We use natural definitions of a transpose: we denote by $$$\lambda^T$$$ the transpose partition, that is $$$\lambda^T_j = |\{i : \lambda_i \geq j\}|$$$, let $$$Y^T(\lambda) = Y(\lambda^T)$$$, and define the transpose $$$P^T = (\lambda^T, p^T)$$$ of a normalised Young diagram such that $$$p_{i, j} = p^T_{j, i}$$$.
What is a Young tableau and why are they interesting
Why is it interesting to define Young tableaus? It turns out that there is a one-to-one mapping $$$f$$$ from permutations $$$\pi$$$ of length $$$n$$$ to pairs $$$(P, Q) = ((\lambda, p), (\lambda, q))$$$ of standard Young tableaus of size $$$n$$$ that share the same partition.

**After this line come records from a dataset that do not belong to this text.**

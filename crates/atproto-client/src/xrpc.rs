//! XRPC client implementation
//!
//! This module implements the XRPC request/response protocol used by
//! AT Protocol services: request building, error handling, and the
//! reqwest-backed HTTP client.
//!
//! The client is deliberately retry-free. Every call is made exactly
//! once; callers that cannot tolerate a failure abort instead of
//! retrying.

use serde::{Deserialize, Serialize};
use std::collections::HashMap;
use std::time::Duration;

// =============================================================================
// Error Types
// =============================================================================

/// XRPC error with HTTP status and message
///
/// Represents errors returned from XRPC endpoints, covering both
/// network failures (status 0) and application-level errors.
#[derive(Debug, Clone, PartialEq, Eq)]
pub struct XrpcError {
    /// HTTP status code (0 when the request never reached the server)
    status: u16,
    /// Error code (e.g., "InvalidRequest", "NotFound")
    error: String,
    /// Human-readable error message
    message: String,
}

impl XrpcError {
    /// Create a new XRPC error
    pub fn new(status: u16, error: impl Into<String>, message: impl Into<String>) -> Self {
        Self {
            status,
            error: error.into(),
            message: message.into(),
        }
    }

    /// Get the HTTP status code
    pub fn status(&self) -> u16 {
        self.status
    }

    /// Get the error code
    pub fn error(&self) -> &str {
        &self.error
    }

    /// Get the error message
    pub fn message(&self) -> &str {
        &self.message
    }

    /// Check if this error came from an authentication failure
    pub fn is_auth_error(&self) -> bool {
        self.status == 401 || self.error == "AuthenticationRequired"
    }
}

impl std::fmt::Display for XrpcError {
    fn fmt(&self, f: &mut std::fmt::Formatter<'_>) -> std::fmt::Result {
        write!(
            f,
            "XRPC error {}: {} - {}",
            self.status, self.error, self.message
        )
    }
}

impl std::error::Error for XrpcError {}

/// Standard XRPC error response body
#[derive(Debug, Clone, Serialize, Deserialize)]
pub struct XrpcErrorResponse {
    /// Error code
    pub error: String,
    /// Error message
    pub message: String,
}

// =============================================================================
// Request Types
// =============================================================================

/// HTTP method for XRPC requests
#[derive(Debug, Clone, Copy, PartialEq, Eq)]
pub enum HttpMethod {
    /// GET request (used for queries)
    Get,
    /// POST request (used for procedures)
    Post,
}

/// XRPC request parameters
///
/// A request to an XRPC endpoint: method, NSID, query parameters,
/// headers, and optional JSON body.
#[derive(Debug, Clone)]
pub struct XrpcRequest {
    /// HTTP method
    pub method: HttpMethod,
    /// NSID path (e.g., "app.bsky.graph.getListBlocks")
    pub nsid: String,
    /// Query parameters
    pub params: HashMap<String, String>,
    /// Request headers
    pub headers: HashMap<String, String>,
    /// Request body (for POST)
    pub body: Option<Vec<u8>>,
}

impl XrpcRequest {
    /// Create a new GET request (query)
    pub fn query(nsid: impl Into<String>) -> Self {
        Self {
            method: HttpMethod::Get,
            nsid: nsid.into(),
            params: HashMap::new(),
            headers: HashMap::new(),
            body: None,
        }
    }

    /// Create a new POST request (procedure)
    pub fn procedure(nsid: impl Into<String>) -> Self {
        Self {
            method: HttpMethod::Post,
            nsid: nsid.into(),
            params: HashMap::new(),
            headers: HashMap::new(),
            body: None,
        }
    }

    /// Add a query parameter
    pub fn param(mut self, key: impl Into<String>, value: impl Into<String>) -> Self {
        self.params.insert(key.into(), value.into());
        self
    }

    /// Add a header
    pub fn header(mut self, key: impl Into<String>, value: impl Into<String>) -> Self {
        self.headers.insert(key.into(), value.into());
        self
    }

    /// Set the request body from a JSON-serializable value
    pub fn json_body<T: Serialize>(mut self, value: &T) -> Result<Self, serde_json::Error> {
        self.body = Some(serde_json::to_vec(value)?);
        Ok(self)
    }
}

// =============================================================================
// Response Types
// =============================================================================

/// XRPC response with headers and typed data
#[derive(Debug, Clone)]
pub struct XrpcResponse<T> {
    /// HTTP status code
    pub status: u16,
    /// Response headers
    pub headers: HashMap<String, String>,
    /// Response data
    pub data: T,
}

impl<T> XrpcResponse<T> {
    /// Create a new response
    pub fn new(status: u16, headers: HashMap<String, String>, data: T) -> Self {
        Self {
            status,
            headers,
            data,
        }
    }

    /// Get a header value
    pub fn header(&self, key: &str) -> Option<&String> {
        self.headers.get(key)
    }
}

// =============================================================================
// Client Configuration
// =============================================================================

/// Configuration for the XRPC client
#[derive(Debug, Clone)]
pub struct XrpcClientConfig {
    /// Base service URL (e.g., "https://bsky.social")
    pub service_url: String,
    /// Request timeout
    pub timeout: Duration,
    /// User agent string
    pub user_agent: String,
}

impl Default for XrpcClientConfig {
    fn default() -> Self {
        Self {
            service_url: "https://bsky.social".to_string(),
            timeout: Duration::from_secs(30),
            user_agent: format!("modlist-audit/{}", env!("CARGO_PKG_VERSION")),
        }
    }
}

impl XrpcClientConfig {
    /// Create a new config with a service URL
    pub fn new(service_url: impl Into<String>) -> Self {
        Self {
            service_url: service_url.into(),
            ..Default::default()
        }
    }

    /// Set the timeout
    pub fn with_timeout(mut self, timeout: Duration) -> Self {
        self.timeout = timeout;
        self
    }

    /// Set the user agent
    pub fn with_user_agent(mut self, user_agent: impl Into<String>) -> Self {
        self.user_agent = user_agent.into();
        self
    }
}

// =============================================================================
// Client
// =============================================================================

use reqwest::{Client as ReqwestClient, Response as ReqwestResponse};

/// XRPC client for making requests to AT Protocol services
///
/// Wraps a reqwest client and maps `{service}/xrpc/{nsid}` endpoints
/// to typed requests and responses. The client holds the bearer token
/// for the active session, if any; a clone carries the token it was
/// made with, and later changes to either side stay local.
#[derive(Debug, Clone)]
pub struct XrpcClient {
    /// HTTP client
    client: ReqwestClient,
    /// Configuration
    config: XrpcClientConfig,
    /// Authorization header value for authenticated requests
    auth_header: Option<String>,
}

impl XrpcClient {
    /// Create a new XRPC client
    pub fn new(config: XrpcClientConfig) -> Self {
        let client = ReqwestClient::builder()
            .timeout(config.timeout)
            .user_agent(&config.user_agent)
            .build()
            .expect("Failed to build HTTP client");

        Self {
            client,
            config,
            auth_header: None,
        }
    }

    /// Set or clear the Authorization header sent with every request
    pub fn set_auth_header(&mut self, value: Option<String>) {
        self.auth_header = value;
    }

    /// Whether the client currently carries an Authorization header
    pub fn is_authenticated(&self) -> bool {
        self.auth_header.is_some()
    }

    /// Make a query request (GET)
    pub async fn query<T>(&self, request: XrpcRequest) -> Result<XrpcResponse<T>, XrpcError>
    where
        T: for<'de> Deserialize<'de>,
    {
        self.execute_request(request).await
    }

    /// Make a procedure request (POST)
    pub async fn procedure<T>(&self, request: XrpcRequest) -> Result<XrpcResponse<T>, XrpcError>
    where
        T: for<'de> Deserialize<'de>,
    {
        self.execute_request(request).await
    }

    /// Execute an XRPC request
    async fn execute_request<T>(&self, request: XrpcRequest) -> Result<XrpcResponse<T>, XrpcError>
    where
        T: for<'de> Deserialize<'de>,
    {
        let url = format!("{}/xrpc/{}", self.config.service_url, request.nsid);

        let mut req = match request.method {
            HttpMethod::Get => self.client.get(&url),
            HttpMethod::Post => self.client.post(&url),
        };

        for (key, value) in &request.params {
            req = req.query(&[(key, value)]);
        }

        if let Some(auth) = &self.auth_header {
            req = req.header("Authorization", auth);
        }

        for (key, value) in &request.headers {
            req = req.header(key, value);
        }

        if let Some(body) = &request.body {
            req = req.header("Content-Type", "application/json").body(body.clone());
        }

        let response = req
            .send()
            .await
            .map_err(|e| XrpcError::new(0, "NetworkError", format!("Request failed: {}", e)))?;

        self.parse_response(response).await
    }

    /// Parse a reqwest response into an XrpcResponse
    async fn parse_response<T>(
        &self,
        response: ReqwestResponse,
    ) -> Result<XrpcResponse<T>, XrpcError>
    where
        T: for<'de> Deserialize<'de>,
    {
        let status = response.status().as_u16();

        let mut headers = HashMap::new();
        for (key, value) in response.headers() {
            if let Ok(value_str) = value.to_str() {
                headers.insert(key.to_string(), value_str.to_string());
            }
        }

        if !response.status().is_success() {
            let error_body = response.text().await.unwrap_or_default();

            if let Ok(error_response) = serde_json::from_str::<XrpcErrorResponse>(&error_body) {
                return Err(XrpcError::new(
                    status,
                    error_response.error,
                    error_response.message,
                ));
            }
            return Err(XrpcError::new(
                status,
                "Unknown",
                format!("HTTP {}: {}", status, error_body),
            ));
        }

        let body = response
            .text()
            .await
            .map_err(|e| XrpcError::new(0, "ParseError", format!("Failed to read response: {}", e)))?;

        let data: T = serde_json::from_str(&body)
            .map_err(|e| XrpcError::new(0, "ParseError", format!("Failed to parse JSON: {}", e)))?;

        Ok(XrpcResponse::new(status, headers, data))
    }

    /// Get the client configuration
    pub fn config(&self) -> &XrpcClientConfig {
        &self.config
    }

    /// Get the service URL
    pub fn service_url(&self) -> &str {
        &self.config.service_url
    }
}

// =============================================================================
// Tests
// =============================================================================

The mapping has the following properties:
- $$$\sum_{i \leq m} \lambda_i$$$ is the maximum total size of $$$m$$$ disjoint increasing subsequences of the permutation
- $$$\sum_{j \leq m} \lambda_j^T$$$ is the maximum total size of $$$m$$$ disjoint decreasing subsequences of the permutation
- If $$$\pi^{-1}$$$ is the inverse permutation, then $$$f(\pi^{-1}) = (Q, P)$$$
- If $$$rev(\pi)$$$ is the reversed permutation, then $$$f(rev(\pi)) = (P^T, ??)$$$ (actually, the second component is the normalised result of applying the Schutzenberger algorithm to $$$Q$$$, but we don't care about that)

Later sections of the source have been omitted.